**What the task requires**
Repeat the whole listing below, word for word.

+ + + + + + +

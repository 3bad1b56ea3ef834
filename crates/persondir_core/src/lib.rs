//! Core domain logic for the person directory.
//! This crate is the single source of truth for business invariants.

pub mod age;
pub mod clock;
pub mod config;
pub mod logging;
pub mod model;
pub mod repo;
pub mod service;

pub use age::{age_in_years, is_age_allowed};
pub use clock::{Clock, FixedClock, SystemClock};
pub use config::{ConfigError, DirectoryConfig};
pub use logging::{default_log_level, init_logging, logging_status, redact_email};
pub use model::patch::PersonPatch;
pub use model::person::{is_valid_email, PersonRecord, PersonValidationError};
pub use repo::person_store::{InMemoryPersonStore, PersonStore};
pub use service::directory_service::{DirectoryError, DirectoryResult, DirectoryService, ErrorKind};

/// Minimal health-check API for transport wiring.
pub fn ping() -> &'static str {
    "pong"
}

/// Returns the core crate version.
pub fn core_version() -> &'static str {
    env!("CARGO_PKG_VERSION")
}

+ + + + + + +

**Task response**
repository 3bad1b56ea3ef834
filename crates/persondir_core/src/lib.rs
//! Core domain logic for the person directory.
//! This crate is the single source of truth for business invariants.

pub mod age;
pub mod clock;
pub mod config;
pub mod logging;
pub mod model;
pub mod repo;
pub mod service;

pub use age::{age_in_years, is_age_allowed};
pub use clock::{Clock, FixedClock, SystemClock};
pub use config::{ConfigError, DirectoryConfig};
pub use logging::{default_log_level, init_logging, logging_status, redact_email};
pub use model::patch::PersonPatch;
pub use model::person::{is_valid_email, PersonRecord, PersonValidationError};
pub use repo::person_store::{InMemoryPersonStore, PersonStore};
pub use service::directory_service::{DirectoryError, DirectoryResult, DirectoryService, ErrorKind};

/// Minimal health-check API for transport wiring.
pub fn ping() -> &'static str {
    "pong"
}

/// Returns the core crate version.
pub fn core_version() -> &'static str {
    env!("CARGO_PKG_VERSION")
}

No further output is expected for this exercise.